I, for one, am already curious as to who is going to be the first to challenge the status quo...
I will assume that you refer to the new status quo, the one created by a successful 1848 not just in Italy but also in other parts of Europe.
As far as Italy is concerned, I expect that the main internal challengers will be the conservative portion of Catholic Church and the big landowners, who are going to find support among the most conservative portions of the electorate; later on, there will be a challenge from the left, but I would expect it only after the living standards and the education have improved.
Note that I consider the end of temporal power, the separation of church from state or the abolition of the old ecclesiastical privileges will be beneficial for the Church as a whole. By the same token, the "most conservative portions of the electorate" includes a lot of persons who are not destitute, but are borderline, as well as the people who are seeing they are going to loose by the economic changes and, obviously, those influenced by church doctrine and condemnation of modernism.
The "left" will raise to challenge the new order in the medium to long term (in particular if the liberal-democrats act in a "reasonable" way, and can understand that economy is not - and should not - be a zero-sum game. However, even with the best of intentions from all, it is utopist to assume that the domination of the "big center" can last forever. As a minimum, I anticipate that towards the end of the economic boom the center-right will separate from the center-left, and it might happen even sometime in the 1860s, if something goes wrong or even if the generation which has fathered the "1848 miracle" will fail to rejuvenate. As a matter of fact, I would be quite happy to see an alternative to a big center who will inevitably become stodgy, and an alternation in power would certainly be much healthier. It is anyway better if this split happens only after the seeds of democracy have become well rooted, and the primacy of the law is uncontested.

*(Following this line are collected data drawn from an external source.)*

//! Client SDK generator.
//!
//! Ties the pipeline together: descriptions are composed into versions,
//! each version's sub-clients and models are emitted through the target's
//! backend, and the backend lays everything out into files.
//!
//! # Examples
//!
//! ```
//! use sdkgen_codegen::ClientGenerator;
//! use sdkgen_codegen::description::Document;
//! use sdkgen_core::{GeneratorSettings, Target};
//!
//! let document = Document::from_json_str(r##"{
//!     "info": {"title": "Widgets", "version": "v1"},
//!     "paths": {"/widgets/{id}": {"get": {
//!         "operationId": "Widgets_GetWidget",
//!         "tags": ["Widgets"],
//!         "parameters": [{"name": "id", "in": "path", "required": true, "schema": {"type": "string"}}],
//!         "responses": {"200": {"content": {"application/json": {
//!             "schema": {"$ref": "#/components/schemas/Widget"}
//!         }}}}
//!     }}},
//!     "components": {"schemas": {"Widget": {"type": "object", "properties": {"name": {"type": "string"}}}}}
//! }"##)?;
//!
//! let generator = ClientGenerator::new(GeneratorSettings::default())?;
//! let code = generator.generate(Target::CSharp, &[document])?;
//!
//! assert!(code.file("ApiClient.g.cs").is_some());
//! assert!(code.file("ApiClient.V1.g.cs").unwrap().content.contains("Widget GetWidget(string id);"));
//! # Ok::<(), Box<dyn std::error::Error>>(())
//! ```

use crate::backend::backend_for;
use crate::description::Document;
use crate::naming::{OperationIdNaming, OperationNaming};
use crate::template_engine::TemplateEngine;
use crate::types::GeneratedCode;
use crate::versioning::VersioningComposer;
use sdkgen_core::{GeneratorSettings, Result, Target};

/// Generator for client SDKs.
///
/// Holds no state between calls: every [`ClientGenerator::generate`] call
/// starts fresh sessions, so identical input always yields identical output.
pub struct ClientGenerator<'a> {
    engine: TemplateEngine<'a>,
    settings: GeneratorSettings,
    naming: Box<dyn OperationNaming + 'a>,
}

impl std::fmt::Debug for ClientGenerator<'_> {
    fn fmt(&self, f: &mut std::fmt::Formatter<'_>) -> std::fmt::Result {
        f.debug_struct("ClientGenerator")
            .field("engine", &self.engine)
            .field("settings", &self.settings)
            .finish_non_exhaustive()
    }
}

impl<'a> ClientGenerator<'a> {
    /// Creates a generator naming operations by their `operationId`.
    ///
    /// # Errors
    ///
    /// Returns [`sdkgen_core::Error::ConfigError`] if the settings are
    /// invalid, or a template error if the built-in templates fail to load.
    pub fn new(settings: GeneratorSettings) -> Result<Self> {
        Self::with_naming(settings, OperationIdNaming)
    }

    /// Creates a generator with a custom operation-naming strategy.
    ///
    /// # Errors
    ///
    /// Same as [`ClientGenerator::new`].
    ///
    /// # Examples
    ///
    /// ```
    /// use sdkgen_codegen::ClientGenerator;
    /// use sdkgen_codegen::naming::PathTableNaming;
    /// use sdkgen_core::GeneratorSettings;
    ///
    /// let naming = PathTableNaming::new().with_entry("/widgets", "Widgets");
    /// let generator = ClientGenerator::with_naming(GeneratorSettings::default(), naming).unwrap();
    /// assert_eq!(generator.settings().client_name, "Api");
    /// ```
    pub fn with_naming(
        settings: GeneratorSettings,
        naming: impl OperationNaming + 'a,
    ) -> Result<Self> {
        settings.validate()?;

        Ok(Self {
            engine: TemplateEngine::new()?,
            settings,
            naming: Box::new(naming),
        })
    }

    /// Returns the settings.
    #[must_use]
    pub const fn settings(&self) -> &GeneratorSettings {
        &self.settings
    }

    /// Generates the client for `target` from one or more descriptions.
    ///
    /// Each document becomes one version accessor on the root client, in
    /// the order given.
    ///
    /// # Errors
    ///
    /// Fails on the first unsupported construct in any document; no
    /// partial output is returned.
    pub fn generate(&self, target: Target, documents: &[Document]) -> Result<GeneratedCode> {
        tracing::info!(
            "Generating {} client '{}' from {} description(s)",
            target,
            self.settings.client_name,
            documents.len()
        );

        let backend = backend_for(target, &self.settings);
        let composer = VersioningComposer::new(self.naming.as_ref(), self.settings.require_body_name);
        let versions = composer.compose(backend.as_ref(), documents)?;
        let code = backend.render_files(&self.engine, &versions)?;

        for file in code.files() {
            tracing::debug!("Generated {} ({} bytes)", file.path, file.content.len());
        }

        tracing::info!(
            "Successfully generated {} files for {} ({} bytes)",
            code.file_count(),
            target,
            code.total_bytes()
        );

        Ok(code)
    }
}

#[cfg(test)]
mod tests {
    use super::*;
    use sdkgen_core::{Capability, Error, HttpMethod};
    use crate::description::Operation;
    use serde_json::json;

    fn document() -> Document {
        Document::from_value(json!({
            "info": {"title": "Widgets", "version": "1.0"},
            "paths": {"/widgets": {"get": {
                "operationId": "Widgets_GetAll",
                "tags": ["Widgets"],
                "responses": {"200": {"content": {"application/json": {
                    "schema": {"type": "array", "items": {"$ref": "#/components/schemas/Widget"}}
                }}}}
            }}},
            "components": {"schemas": {"Widget": {"type": "object", "properties": {"name": {"type": "string"}}}}}
        }))
        .unwrap()
    }

    #[test]
    fn test_invalid_settings_are_rejected() {
        let settings = GeneratorSettings::builder().capability(Capability::ExtendedFeatures).build();
        let err = ClientGenerator::new(settings).unwrap_err();
        assert!(err.is_config_error());
    }

    #[test]
    fn test_csharp_files() {
        let generator = ClientGenerator::new(GeneratorSettings::default()).unwrap();
        let code = generator.generate(Target::CSharp, &[document()]).unwrap();

        let paths: Vec<_> = code.files().map(|file| file.path.as_str()).collect();
        assert_eq!(paths, vec!["ApiClient.g.cs", "ApiClient.V1_0.g.cs"]);
    }

    #[test]
    fn test_python_files() {
        let generator = ClientGenerator::new(GeneratorSettings::default()).unwrap();
        let code = generator.generate(Target::Python, &[document()]).unwrap();

        let paths: Vec<_> = code.files().map(|file| file.path.as_str()).collect();
        assert_eq!(paths, vec!["_shared.py", "_client.py", "v1_0.py", "__init__.py"]);
    }

    #[test]
    fn test_closure_naming() {
        let naming = |_: &str, method: HttpMethod, _: &Operation| -> sdkgen_core::Result<String> {
            Ok(format!("{}Everything", method.pascal_name()))
        };

        let generator = ClientGenerator::with_naming(GeneratorSettings::default(), naming).unwrap();
        let code = generator.generate(Target::CSharp, &[document()]).unwrap();
        let version = code.file("ApiClient.V1_0.g.cs").unwrap();
        assert!(version.content.contains("IReadOnlyList<Widget> GetEverything();"));
    }

    #[test]
    fn test_errors_abort_generation() {
        let document = Document::from_value(json!({
            "info": {"version": "v1"},
            "paths": {"/widgets": {"patch": {"operationId": "Widgets_Patch", "tags": ["Widgets"], "responses": {}}}}
        }))
        .unwrap();

        let generator = ClientGenerator::new(GeneratorSettings::default()).unwrap();
        let err = generator.generate(Target::Python, &[document]).unwrap_err();
        assert!(matches!(err, Error::UnsupportedOperationKind { .. }));
    }
}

Incidentally, I am reasonably convinced that democracy can only prosper among a reasonably educated population, which is why I am in favor of widening the franchise in steps: universal franchise is a worthy goal, but going in a single step from absolutism to universal franchise is a dangerous approach.
Looking to Europe as a whole, I would expect that both Austria and Prussia will not be enthused by the way the social and economic situation have changed. Regarding Russia, I tend to believe that they will react by increasing isolation from the west: a kind of cordon sanitaire to keep out new social ideas and paradigms. I may be wrong with regards to Russia anyway.